Above, this is what normal training epochs look like; they get run one at a time.
Sebahar 4
Above, this is what parallelized training epochs look like. As you can see, it runs three epochs at the same
time, since I’m training three models.
In the above example, I trained three models sequentially. The training splits were [70 15 15], [60 20 20],
and [50 25 25]. As you can see, it took a total of about 82.3 seconds for execution time, and each epoch
runs one at a time. All of the stuff above the execution time is TensorFlow-related values.
This is the exact same program but in parallel. I ran the exact same training splits, but as you can see, the
execution time was roughly half, 41 seconds. It is evident that OpenMPI was parallelizing the code
because the total execution time was slightly higher than the execution time of the slowest thread and you
can see multiple epochs running at the same time.
This is what the output looks like. Each model is contained in its respective folder. The first number
corresponds to the rank that trained the model, and the next three numbers represent the training split for
each.
Sebahar 5
Above, we have the output of the model comparison code run sequentially. As you can see, each model
returns slightly different confidence scores based on its training parameters. The total execution time of
this program was about 0.69 seconds.
Sebahar 6
Lastly, this is the output from comparing the models in parallel. In this example, each rank tests a
different model. The confidence values are the same as previously, except now the execution time was
down to 0.34 seconds, highlighting the effectiveness of OpenMPI
It is apparent in both programs that utilizing OpenMPI decreases the execution time.

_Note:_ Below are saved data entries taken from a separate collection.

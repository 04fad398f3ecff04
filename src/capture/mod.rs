pub mod web;

use crate::config::ScanConfig;
use crate::dom::{ComputedStyle, Page, Size, StyleRule};
use crate::error::{Result, ScanError};
use serde::{Deserialize, Serialize};
use std::path::{Path, PathBuf};
use url::Url;

/// Script executed in the browser to capture a [`PageSnapshot`]
pub const SNAPSHOT_SCRIPT: &str = include_str!("snapshot.js");

/// Where the page to analyze comes from
#[derive(Debug, Clone)]
pub enum SourceType {
    /// Live page rendered by a WebDriver-controlled browser
    Web(String),
    /// Local HTML file, resolved against `base_url` (or its own `file://` URL)
    File {
        path: PathBuf,
        base_url: Option<String>,
    },
    /// HTML markup held in memory
    Html { html: String, base_url: String },
}

impl SourceType {
    /// URL reported for the page before it is loaded
    pub fn describe(&self) -> String {
        match self {
            SourceType::Web(url) => url.clone(),
            SourceType::File { path, base_url } => base_url
                .clone()
                .unwrap_or_else(|| path.display().to_string()),
            SourceType::Html { base_url, .. } => base_url.clone(),
        }
    }
}

/// Page state captured by [`SNAPSHOT_SCRIPT`]
#[derive(Debug, Clone, Serialize, Deserialize)]
pub struct PageSnapshot {
    /// Final URL of the page after redirects
    pub url: String,

    /// Serialized document with every element stamped with its node index
    pub html: String,

    /// Per-element records, indexed by the stamp
    #[serde(default)]
    pub nodes: Vec<NodeSnapshot>,

    /// Rules of the stylesheets the page was allowed to read
    #[serde(default)]
    pub rules: Vec<StyleRule>,
}

/// Computed style and geometry of a single element
#[derive(Debug, Clone, Default, Serialize, Deserialize)]
pub struct NodeSnapshot {
    #[serde(default)]
    pub style: ComputedStyle,

    #[serde(default)]
    pub rect: Option<Size>,

    #[serde(default)]
    pub natural: Option<Size>,
}

/// Loads the page described by `source` into an analyzable [`Page`]
pub async fn load(source: &SourceType, config: &ScanConfig) -> Result<Page> {
    match source {
        SourceType::Web(url) => {
            let snapshot = web::capture(url, config).await?;
            Page::from_snapshot(snapshot)
        }
        SourceType::File { path, base_url } => {
            let base_url = match base_url {
                Some(url) => url.clone(),
                None => file_url(path)?,
            };
            ::log::info!("Loading {} as {}", path.display(), base_url);
            Page::from_file(path, &base_url)
        }
        SourceType::Html { html, base_url } => Page::from_html(html, base_url),
    }
}

/// `file://` URL for a local path
fn file_url(path: &Path) -> Result<String> {
    let absolute = std::fs::canonicalize(path)?;
    Url::from_file_path(&absolute)
        .map(|url| url.to_string())
        .map_err(|_| {
            ScanError::Io(std::io::Error::new(
                std::io::ErrorKind::InvalidInput,
                format!("cannot express {} as a file URL", absolute.display()),
            ))
        })
}
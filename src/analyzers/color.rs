use crate::color::{find_color_token, is_neutral_with, is_valid_color, to_hex};
use crate::config::ColorConfig;
use crate::dom::{Document, NodeId};
use crate::error::Result;
use crate::results::{ColorCategory, ColorRecord};
use crate::text::truncate;
use indexmap::{IndexMap, IndexSet};
use std::collections::HashSet;

/// Selector fragments that mark a rule as styling an interactive or brand element
const SELECTOR_HINTS: &[&str] = &["btn", "button", "primary", "link", "accent"];

/// Longest selector text kept as a source label
const SOURCE_LABEL_LEN: usize = 50;

const BUTTON_SELECTOR: &str =
    "button, input[type=submit], input[type=button], .btn, .button, [role=button]";
const LINK_SELECTOR: &str = "a[href]";
const HEADING_SELECTOR: &str = "h1, h2, h3, h4, h5, h6";
const CONTAINER_SELECTOR: &str = "main, article, section, header, footer, nav, \
     [class*=card], [class*=modal], [class*=container], [class*=wrapper], [class*=content]";
const INPUT_SELECTOR: &str = "input, textarea, select";

const BLACK: &str = "#000000";
const WHITE: &str = "#FFFFFF";

#[derive(Debug, Clone, Default)]
struct PaletteEntry {
    weight: u32,
    sources: Vec<String>,
}

/// Weighted color multisets, one per category.
///
/// Both analyzer passes add to the same palette; [`Palette::into_records`]
/// merges the categories into the final ranked list.
#[derive(Debug, Clone, Default)]
pub struct Palette {
    buckets: [IndexMap<String, PaletteEntry>; 5],
}

impl Palette {
    pub fn new() -> Self {
        Self::default()
    }

    /// Adds `weight` to `hex` in `category`, remembering `source` if new
    pub fn add(&mut self, category: ColorCategory, hex: &str, weight: u32, source: &str) {
        let entry = self.buckets[category.index()]
            .entry(hex.to_string())
            .or_default();
        entry.weight = entry.weight.saturating_add(weight);
        if !entry.sources.iter().any(|s| s == source) {
            entry.sources.push(source.to_string());
        }
    }

    /// Accumulated weight of a color within a category
    pub fn weight(&self, category: ColorCategory, hex: &str) -> Option<u32> {
        self.buckets[category.index()].get(hex).map(|e| e.weight)
    }

    /// Number of (category, color) entries
    pub fn len(&self) -> usize {
        self.buckets.iter().map(IndexMap::len).sum()
    }

    pub fn is_empty(&self) -> bool {
        self.buckets.iter().all(IndexMap::is_empty)
    }

    /// Ranks every category by weight and merges them in priority order.
    ///
    /// A color already emitted under a higher-priority category is skipped.
    /// Ties keep first-seen order.
    pub fn into_records(self, max_colors: usize, max_sources: usize) -> Vec<ColorRecord> {
        let mut seen = HashSet::new();
        let mut records = Vec::new();

        for (category, bucket) in ColorCategory::PRIORITY.into_iter().zip(self.buckets) {
            let mut entries: Vec<_> = bucket.into_iter().collect();
            entries.sort_by(|a, b| b.1.weight.cmp(&a.1.weight));

            for (hex, mut entry) in entries {
                if !seen.insert(hex.clone()) {
                    continue;
                }
                entry.sources.truncate(max_sources);
                records.push(ColorRecord {
                    hex,
                    category,
                    weight: entry.weight,
                    sources: entry.sources,
                });
            }
        }

        records.truncate(max_colors);
        records
    }
}

/// Normalizes a CSS color value (or a shorthand containing one) to `#RRGGBB`
pub fn normalize(value: &str) -> Option<String> {
    if !is_valid_color(value) {
        return None;
    }
    to_hex(value).or_else(|| {
        find_color_token(value)
            .filter(|token| is_valid_color(token))
            .and_then(|token| to_hex(&token))
    })
}

/// Builds a ranked, deduplicated palette from stylesheet rules and the
/// computed style of structural elements
pub struct ColorAnalyzer<'a, D: Document + ?Sized> {
    doc: &'a D,
    config: &'a ColorConfig,
}

impl<'a, D: Document + ?Sized> ColorAnalyzer<'a, D> {
    pub fn new(doc: &'a D, config: &'a ColorConfig) -> Self {
        Self { doc, config }
    }

    pub fn analyze(&self) -> Result<Vec<ColorRecord>> {
        let mut palette = Palette::new();
        self.scan_stylesheets(&mut palette);
        self.scan_key_elements(&mut palette)?;

        ::log::debug!("Palette holds {} candidate colors", palette.len());
        Ok(palette.into_records(self.config.max_colors, self.config.max_sources))
    }

    /// Every accessible rule contributes its declared colors once
    pub fn scan_stylesheets(&self, palette: &mut Palette) {
        let weight = self.config.weights.stylesheet_rule;

        for rule in self.doc.style_rules() {
            let selector = rule.selector.to_ascii_lowercase();
            let hinted = SELECTOR_HINTS.iter().any(|hint| selector.contains(hint));
            let source = truncate(rule.selector.trim(), SOURCE_LABEL_LEN);

            if let Some(hex) = rule.get("background-color").and_then(normalize) {
                let category = if hinted {
                    ColorCategory::Primary
                } else {
                    ColorCategory::Background
                };
                palette.add(category, &hex, weight, &source);
            }

            if let Some(hex) = rule.get("color").and_then(normalize) {
                let category = if hinted {
                    ColorCategory::Accent
                } else {
                    ColorCategory::Foreground
                };
                palette.add(category, &hex, weight, &source);
            }

            let border = rule
                .get("border-color")
                .or_else(|| rule.get("border-top-color"));
            if let Some(hex) = border.and_then(normalize) {
                palette.add(ColorCategory::Border, &hex, weight, &source);
            }
        }
    }

    /// Computed colors of body, buttons, links, headings, containers and inputs
    pub fn scan_key_elements(&self, palette: &mut Palette) -> Result<()> {
        let weights = &self.config.weights;

        if let Some(body) = self.doc.body() {
            let style = self.doc.computed_style(body);
            if let Some(hex) = normalize(&style.background_color) {
                let weight = if hex == BLACK || hex == WHITE {
                    weights.body_background_plain
                } else {
                    weights.body_background
                };
                palette.add(ColorCategory::Background, &hex, weight, "body");
            }
            if let Some(hex) = normalize(&style.color) {
                palette.add(ColorCategory::Foreground, &hex, weights.body_text, "body");
            }
        }

        if let Some(root) = self.doc.root() {
            let style = self.doc.computed_style(root);
            if let Some(hex) = normalize(&style.background_color) {
                palette.add(ColorCategory::Background, &hex, weights.html_background, "html");
            }
        }

        for node in self.doc.query_selector_all(BUTTON_SELECTOR)? {
            let style = self.doc.computed_style(node);
            let label = self.label(node);
            if let Some(hex) = normalize(&style.background_color).filter(|h| !self.is_neutral(h)) {
                palette.add(ColorCategory::Primary, &hex, weights.button_background, &label);
            }
            if let Some(hex) = normalize(&style.color).filter(|h| !self.is_neutral(h)) {
                palette.add(ColorCategory::Accent, &hex, weights.button_text, &label);
            }
        }

        let mut link_colors = IndexSet::new();
        for node in self.doc.query_selector_all(LINK_SELECTOR)? {
            if let Some(hex) = normalize(&self.doc.computed_style(node).color) {
                link_colors.insert(hex);
            }
        }
        for hex in &link_colors {
            palette.add(ColorCategory::Accent, hex, weights.link_text, "a");
        }

        for node in self.doc.query_selector_all(HEADING_SELECTOR)? {
            if let Some(hex) = normalize(&self.doc.computed_style(node).color) {
                let tag = self.doc.tag_name(node);
                palette.add(ColorCategory::Foreground, &hex, weights.heading_text, &tag);
            }
        }

        for node in self.doc.query_selector_all(CONTAINER_SELECTOR)? {
            let style = self.doc.computed_style(node);
            let label = self.label(node);
            if let Some(hex) = normalize(&style.background_color) {
                palette.add(
                    ColorCategory::Background,
                    &hex,
                    weights.container_background,
                    &label,
                );
            }
            if style.border_top_width_px() > 0.0 {
                if let Some(hex) = normalize(&style.border_top_color) {
                    palette.add(ColorCategory::Border, &hex, weights.container_border, &label);
                }
            }
        }

        for node in self.doc.query_selector_all(INPUT_SELECTOR)? {
            if let Some(hex) = normalize(&self.doc.computed_style(node).border_top_color) {
                let tag = self.doc.tag_name(node);
                palette.add(ColorCategory::Border, &hex, weights.input_border, &tag);
            }
        }

        Ok(())
    }

    fn is_neutral(&self, hex: &str) -> bool {
        is_neutral_with(hex, self.config.neutral_saturation)
    }

    /// `tag.firstclass`, or the bare tag
    fn label(&self, node: NodeId) -> String {
        let tag = self.doc.tag_name(node);
        match self.doc.classes(node).first() {
            Some(class) => format!("{}.{}", tag, class),
            None => tag,
        }
    }
}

For both
examples, I used a relatively small data set and trained a few models. The time reduction would be even
higher with more complex data, assuming you have a very powerful computer.
Conclusion
Overall, my project worked exactly as intended. Using the model training program, I was able to
successfully train multiple models concurrently using OpenMPI with different training splits. Using the
second program, I was able to test the models against a sample image and return the predictions to the
user concurrently. There is also an observable execution time speed-up when using OpenMPI. One
important note to make is that both of my programs assume the number of ranks is equal to the number of
models they want to train/test. For example, if they want to train three models, they need to run the
program with three ranks. The same goes for the testing program. This is because I was having difficulty
distributing ranks if there were not enough ranks for the number of models. So, if there were two ranks
and the user wanted to train four models, both of the ranks would have to train two models. This was
never working as intended, but it is safe to assume that the user would know how many models they want
to train before they run the program, so it isn’t really an issue to do it this way. In order to test the
efficiency of parallelization, I created a duplicate of each program that ran sequentially instead of
concurrently. By doing so, I was able to view the execution time differences between the two. This project
worked for a relatively small number of threads and a small amount of training data. I am uncertain as to
what would happen if you wanted to train many models with thousands of data, but it would definitely
require a very powerful computer. If I were to actually implement this project, I would probably use
“Distributed Training with TensorFlow” to achieve parallelization as it is built directly for TensorFlow
and probably optimizes the parallelization process.